- **Records from a data collection**
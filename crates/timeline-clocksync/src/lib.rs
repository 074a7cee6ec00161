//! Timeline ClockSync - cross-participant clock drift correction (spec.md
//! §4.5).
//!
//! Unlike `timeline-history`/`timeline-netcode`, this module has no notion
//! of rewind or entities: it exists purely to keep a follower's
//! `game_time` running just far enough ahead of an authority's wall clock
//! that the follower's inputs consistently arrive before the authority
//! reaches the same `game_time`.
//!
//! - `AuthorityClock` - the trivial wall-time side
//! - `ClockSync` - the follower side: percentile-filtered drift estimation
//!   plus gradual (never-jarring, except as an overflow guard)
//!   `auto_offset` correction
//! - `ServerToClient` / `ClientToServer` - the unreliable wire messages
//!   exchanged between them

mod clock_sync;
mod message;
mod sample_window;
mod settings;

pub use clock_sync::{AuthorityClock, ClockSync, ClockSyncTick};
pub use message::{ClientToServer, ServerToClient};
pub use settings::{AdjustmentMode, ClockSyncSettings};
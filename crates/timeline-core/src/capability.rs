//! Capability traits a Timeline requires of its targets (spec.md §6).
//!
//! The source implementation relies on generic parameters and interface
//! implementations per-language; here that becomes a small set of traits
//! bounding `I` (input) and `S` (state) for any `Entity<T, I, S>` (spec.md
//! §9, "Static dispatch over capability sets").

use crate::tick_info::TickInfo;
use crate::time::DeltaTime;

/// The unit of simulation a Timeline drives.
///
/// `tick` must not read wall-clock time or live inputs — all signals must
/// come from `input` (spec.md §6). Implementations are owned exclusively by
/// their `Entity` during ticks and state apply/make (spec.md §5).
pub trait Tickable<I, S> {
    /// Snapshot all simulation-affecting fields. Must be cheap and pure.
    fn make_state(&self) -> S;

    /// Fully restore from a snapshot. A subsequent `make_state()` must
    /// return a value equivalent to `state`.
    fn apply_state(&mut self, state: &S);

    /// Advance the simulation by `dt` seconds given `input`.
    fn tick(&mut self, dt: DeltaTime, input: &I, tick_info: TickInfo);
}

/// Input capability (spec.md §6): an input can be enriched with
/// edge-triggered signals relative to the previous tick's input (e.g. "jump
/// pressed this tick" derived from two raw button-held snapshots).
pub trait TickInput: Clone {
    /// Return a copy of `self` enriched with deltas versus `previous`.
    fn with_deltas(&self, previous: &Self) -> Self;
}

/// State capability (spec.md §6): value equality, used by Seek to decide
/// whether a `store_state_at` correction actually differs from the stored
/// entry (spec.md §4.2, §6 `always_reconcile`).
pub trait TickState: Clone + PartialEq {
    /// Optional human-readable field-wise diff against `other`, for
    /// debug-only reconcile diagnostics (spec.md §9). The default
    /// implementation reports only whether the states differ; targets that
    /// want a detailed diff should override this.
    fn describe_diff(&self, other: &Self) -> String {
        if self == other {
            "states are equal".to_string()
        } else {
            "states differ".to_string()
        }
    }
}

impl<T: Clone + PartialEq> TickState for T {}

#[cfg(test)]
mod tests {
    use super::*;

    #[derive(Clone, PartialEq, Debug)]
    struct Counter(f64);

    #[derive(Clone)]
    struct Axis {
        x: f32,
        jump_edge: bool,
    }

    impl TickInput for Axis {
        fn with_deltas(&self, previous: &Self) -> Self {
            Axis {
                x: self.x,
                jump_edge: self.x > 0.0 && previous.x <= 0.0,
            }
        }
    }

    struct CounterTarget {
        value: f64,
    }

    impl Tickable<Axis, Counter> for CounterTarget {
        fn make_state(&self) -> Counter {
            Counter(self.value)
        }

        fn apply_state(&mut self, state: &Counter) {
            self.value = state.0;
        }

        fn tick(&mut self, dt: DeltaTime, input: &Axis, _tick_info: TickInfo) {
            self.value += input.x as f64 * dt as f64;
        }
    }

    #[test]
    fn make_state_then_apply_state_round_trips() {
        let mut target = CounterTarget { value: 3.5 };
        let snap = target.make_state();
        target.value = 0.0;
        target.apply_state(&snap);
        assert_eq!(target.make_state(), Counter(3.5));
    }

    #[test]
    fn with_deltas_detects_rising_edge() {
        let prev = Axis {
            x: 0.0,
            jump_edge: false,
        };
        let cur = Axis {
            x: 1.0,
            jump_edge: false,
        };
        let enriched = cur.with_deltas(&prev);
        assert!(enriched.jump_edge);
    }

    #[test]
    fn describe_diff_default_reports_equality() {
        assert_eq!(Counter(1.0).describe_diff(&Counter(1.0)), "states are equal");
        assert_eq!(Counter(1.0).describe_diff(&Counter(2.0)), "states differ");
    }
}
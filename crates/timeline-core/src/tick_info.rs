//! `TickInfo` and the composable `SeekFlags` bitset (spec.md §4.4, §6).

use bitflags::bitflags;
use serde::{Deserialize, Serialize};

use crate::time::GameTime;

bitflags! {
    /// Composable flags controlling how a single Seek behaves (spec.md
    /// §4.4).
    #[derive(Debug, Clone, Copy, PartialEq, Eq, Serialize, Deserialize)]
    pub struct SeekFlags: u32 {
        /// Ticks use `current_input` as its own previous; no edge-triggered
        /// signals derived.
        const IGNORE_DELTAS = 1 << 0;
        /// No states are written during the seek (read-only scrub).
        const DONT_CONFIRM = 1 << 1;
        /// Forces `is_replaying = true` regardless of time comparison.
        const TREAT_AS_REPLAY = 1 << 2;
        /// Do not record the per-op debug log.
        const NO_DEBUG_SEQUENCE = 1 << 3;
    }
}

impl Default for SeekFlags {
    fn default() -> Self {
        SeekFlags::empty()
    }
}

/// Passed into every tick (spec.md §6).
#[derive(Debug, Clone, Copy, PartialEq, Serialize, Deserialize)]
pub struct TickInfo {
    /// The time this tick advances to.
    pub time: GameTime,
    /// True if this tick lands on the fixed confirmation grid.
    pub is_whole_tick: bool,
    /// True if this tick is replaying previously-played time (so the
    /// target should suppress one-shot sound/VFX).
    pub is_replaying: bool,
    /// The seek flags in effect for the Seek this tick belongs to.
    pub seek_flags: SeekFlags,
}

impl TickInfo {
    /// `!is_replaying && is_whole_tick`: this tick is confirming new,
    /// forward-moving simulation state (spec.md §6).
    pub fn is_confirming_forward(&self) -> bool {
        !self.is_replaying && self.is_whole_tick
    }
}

- **Work request**
Read the entries above, then pull out the lines that include "TickInfo".

- **Task answer**
use crate::tick_info::TickInfo;
    fn tick(&mut self, dt: DeltaTime, input: &I, tick_info: TickInfo);
        fn tick(&mut self, dt: DeltaTime, input: &Axis, _tick_info: TickInfo) {
//! `TickInfo` and the composable `SeekFlags` bitset (spec.md §4.4, §6).
pub struct TickInfo {
impl TickInfo {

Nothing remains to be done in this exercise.